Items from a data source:

• • • •

/// Parses a module.
///
/// ```
/// let module = rivulet::parse("x = 1\nx + 1\n", "example.py").unwrap();
/// assert_eq!(module.body.len(), 2);
/// ```
pub fn parse(source: &str, filename: &str) -> ParseResult<Module> {
    let program = parse_program(source, filename)
        .map_err(|err| ParseError::new(err.error.to_string(), to_line(err.location.row())))?;
    let body = parse_statements(program)?;
    tracing::debug!(filename, statements = body.len(), "parsed module");
    Ok(Module::new(body))
}

/// Parser rows are 1-based, like our lines.
fn to_line(row: impl TryInto<u32>) -> u32 {
    row.try_into().unwrap_or(u32::MAX)
}

fn parse_statements(statements: Vec<Stmt>) -> ParseResult<Vec<NodeLoc>> {
    statements.into_iter().map(parse_statement).collect()
}

fn parse_statement(statement: Stmt) -> ParseResult<NodeLoc> {
    let line = to_line(statement.location.row());
    let node = match statement.node {
        StmtKind::FunctionDef {
            name,
            args,
            body,
            decorator_list,
            ..
        } => {
            if !decorator_list.is_empty() {
                return Err(ParseError::unsupported("decorators", line));
            }
            Node::FunctionDef(FunctionDef {
                name,
                params: parse_arguments(*args, line)?,
                body: parse_statements(body)?,
            })
        }
        StmtKind::ClassDef {
            name,
            bases,
            keywords,
            body,
            decorator_list,
        } => {
            if !decorator_list.is_empty() {
                return Err(ParseError::unsupported("decorators", line));
            }
            if !keywords.is_empty() {
                return Err(ParseError::unsupported("class keyword arguments", line));
            }
            Node::ClassDef(ClassDef {
                name,
                bases: parse_expressions(bases)?,
                body: parse_statements(body)?,
            })
        }
        StmtKind::Return { value } => Node::Return(value.map(|v| parse_expression(*v)).transpose()?),
        StmtKind::Delete { targets } => Node::Delete(targets.into_iter().map(parse_target).collect::<ParseResult<_>>()?),
        StmtKind::Assign { targets, value, .. } => Node::Assign {
            targets: targets.into_iter().map(parse_target).collect::<ParseResult<_>>()?,
            value: parse_expression(*value)?,
        },
        StmtKind::AugAssign { target, op, value } => Node::AugAssign {
            target: parse_target(*target)?,
            op: convert_op(op, line)?,
            value: parse_expression(*value)?,
        },
        StmtKind::AnnAssign { target, value, .. } => match value {
            Some(value) => Node::Assign {
                targets: vec![parse_target(*target)?],
                value: parse_expression(*value)?,
            },
            None => Node::Pass,
        },
        StmtKind::For {
            target,
            iter,
            body,
            orelse,
            ..
        } => Node::For {
            target: parse_target(*target)?,
            iter: parse_expression(*iter)?,
            body: parse_statements(body)?,
            or_else: parse_statements(orelse)?,
        },
        StmtKind::While { test, body, orelse } => Node::While {
            test: parse_expression(*test)?,
            body: parse_statements(body)?,
            or_else: parse_statements(orelse)?,
        },
        StmtKind::If { test, body, orelse } => Node::If {
            test: parse_expression(*test)?,
            body: parse_statements(body)?,
            or_else: parse_statements(orelse)?,
        },
        StmtKind::With { items, body, .. } => Node::With {
            items: items.into_iter().map(parse_with_item).collect::<ParseResult<_>>()?,
            body: parse_statements(body)?,
        },
        StmtKind::Raise { exc, cause } => {
            if cause.is_some() {
                return Err(ParseError::unsupported("'raise ... from'", line));
            }
            Node::Raise(exc.map(|e| parse_expression(*e)).transpose()?)
        }
        StmtKind::Try {
            body,
            handlers,
            orelse,
            finalbody,
        } => Node::Try(Try {
            body: parse_statements(body)?,
            handlers: handlers.into_iter().map(parse_handler).collect::<ParseResult<_>>()?,
            or_else: parse_statements(orelse)?,
            finally: parse_statements(finalbody)?,
        }),
        StmtKind::Assert { test, msg } => Node::Assert {
            test: parse_expression(*test)?,
            msg: msg.map(|m| parse_expression(*m)).transpose()?,
        },
        StmtKind::Global { names } => Node::Global(names),
        StmtKind::Nonlocal { names } => Node::Nonlocal(names),
        StmtKind::Expr { value } => Node::Expr(parse_expression(*value)?),
        StmtKind::Pass => Node::Pass,
        StmtKind::Break => Node::Break,
        StmtKind::Continue => Node::Continue,
        StmtKind::AsyncFunctionDef { .. } | StmtKind::AsyncFor { .. } | StmtKind::AsyncWith { .. } => {
            return Err(ParseError::unsupported("async", line));
        }
        StmtKind::Import { .. } | StmtKind::ImportFrom { .. } => {
            return Err(ParseError::unsupported("import", line));
        }
        StmtKind::Match { .. } => return Err(ParseError::unsupported("match", line)),
    };
    Ok(NodeLoc::new(line, node))
}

• • • •

TASK STATEMENT: Would you copy out all of the entries exactly?

REPLY TO THE TASK:
/// Parses a module.
///
/// ```
/// let module = rivulet::parse("x = 1\nx + 1\n", "example.py").unwrap();
/// assert_eq!(module.body.len(), 2);
/// ```
pub fn parse(source: &str, filename: &str) -> ParseResult<Module> {
    let program = parse_program(source, filename)
        .map_err(|err| ParseError::new(err.error.to_string(), to_line(err.location.row())))?;
    let body = parse_statements(program)?;
    tracing::debug!(filename, statements = body.len(), "parsed module");
    Ok(Module::new(body))
}

/// Parser rows are 1-based, like our lines.
fn to_line(row: impl TryInto<u32>) -> u32 {
    row.try_into().unwrap_or(u32::MAX)
}

fn parse_statements(statements: Vec<Stmt>) -> ParseResult<Vec<NodeLoc>> {
    statements.into_iter().map(parse_statement).collect()
}

fn parse_statement(statement: Stmt) -> ParseResult<NodeLoc> {
    let line = to_line(statement.location.row());
    let node = match statement.node {
        StmtKind::FunctionDef {
            name,
            args,
            body,
            decorator_list,
            ..
        } => {
            if !decorator_list.is_empty() {
                return Err(ParseError::unsupported("decorators", line));
            }
            Node::FunctionDef(FunctionDef {
                name,
                params: parse_arguments(*args, line)?,
                body: parse_statements(body)?,
            })
        }
        StmtKind::ClassDef {
            name,
            bases,
            keywords,
            body,
            decorator_list,
        } => {
            if !decorator_list.is_empty() {
                return Err(ParseError::unsupported("decorators", line));
            }
            if !keywords.is_empty() {
                return Err(ParseError::unsupported("class keyword arguments", line));
            }
            Node::ClassDef(ClassDef {
                name,
                bases: parse_expressions(bases)?,
                body: parse_statements(body)?,
            })
        }
        StmtKind::Return { value } => Node::Return(value.map(|v| parse_expression(*v)).transpose()?),
        StmtKind::Delete { targets } => Node::Delete(targets.into_iter().map(parse_target).collect::<ParseResult<_>>()?),
        StmtKind::Assign { targets, value, .. } => Node::Assign {
            targets: targets.into_iter().map(parse_target).collect::<ParseResult<_>>()?,
            value: parse_expression(*value)?,
        },
        StmtKind::AugAssign { target, op, value } => Node::AugAssign {
            target: parse_target(*target)?,
            op: convert_op(op, line)?,
            value: parse_expression(*value)?,
        },
        StmtKind::AnnAssign { target, value, .. } => match value {
            Some(value) => Node::Assign {
                targets: vec![parse_target(*target)?],
                value: parse_expression(*value)?,
            },
            None => Node::Pass,
        },
        StmtKind::For {
            target,
            iter,
            body,
            orelse,
            ..
        } => Node::For {
            target: parse_target(*target)?,
            iter: parse_expression(*iter)?,
            body: parse_statements(body)?,
            or_else: parse_statements(orelse)?,
        },
        StmtKind::While { test, body, orelse } => Node::While {
            test: parse_expression(*test)?,
            body: parse_statements(body)?,
            or_else: parse_statements(orelse)?,
        },
        StmtKind::If { test, body, orelse } => Node::If {
            test: parse_expression(*test)?,
            body: parse_statements(body)?,
            or_else: parse_statements(orelse)?,
        },
        StmtKind::With { items, body, .. } => Node::With {
            items: items.into_iter().map(parse_with_item).collect::<ParseResult<_>>()?,
            body: parse_statements(body)?,
        },
        StmtKind::Raise { exc, cause } => {
            if cause.is_some() {
                return Err(ParseError::unsupported("'raise ... from'", line));
            }
            Node::Raise(exc.map(|e| parse_expression(*e)).transpose()?)
        }
        StmtKind::Try {
            body,
            handlers,
            orelse,
            finalbody,
        } => Node::Try(Try {
            body: parse_statements(body)?,
            handlers: handlers.into_iter().map(parse_handler).collect::<ParseResult<_>>()?,
            or_else: parse_statements(orelse)?,
            finally: parse_statements(finalbody)?,
        }),
        StmtKind::Assert { test, msg } => Node::Assert {
            test: parse_expression(*test)?,
            msg: msg.map(|m| parse_expression(*m)).transpose()?,
        },
        StmtKind::Global { names } => Node::Global(names),
        StmtKind::Nonlocal { names } => Node::Nonlocal(names),
        StmtKind::Expr { value } => Node::Expr(parse_expression(*value)?),
        StmtKind::Pass => Node::Pass,
        StmtKind::Break => Node::Break,
        StmtKind::Continue => Node::Continue,
        StmtKind::AsyncFunctionDef { .. } | StmtKind::AsyncFor { .. } | StmtKind::AsyncWith { .. } => {
            return Err(ParseError::unsupported("async", line));
        }
        StmtKind::Import { .. } | StmtKind::ImportFrom { .. } => {
            return Err(ParseError::unsupported("import", line));
        }
        StmtKind::Match { .. } => return Err(ParseError::unsupported("match", line)),
    };
    Ok(NodeLoc::new(line, node))
}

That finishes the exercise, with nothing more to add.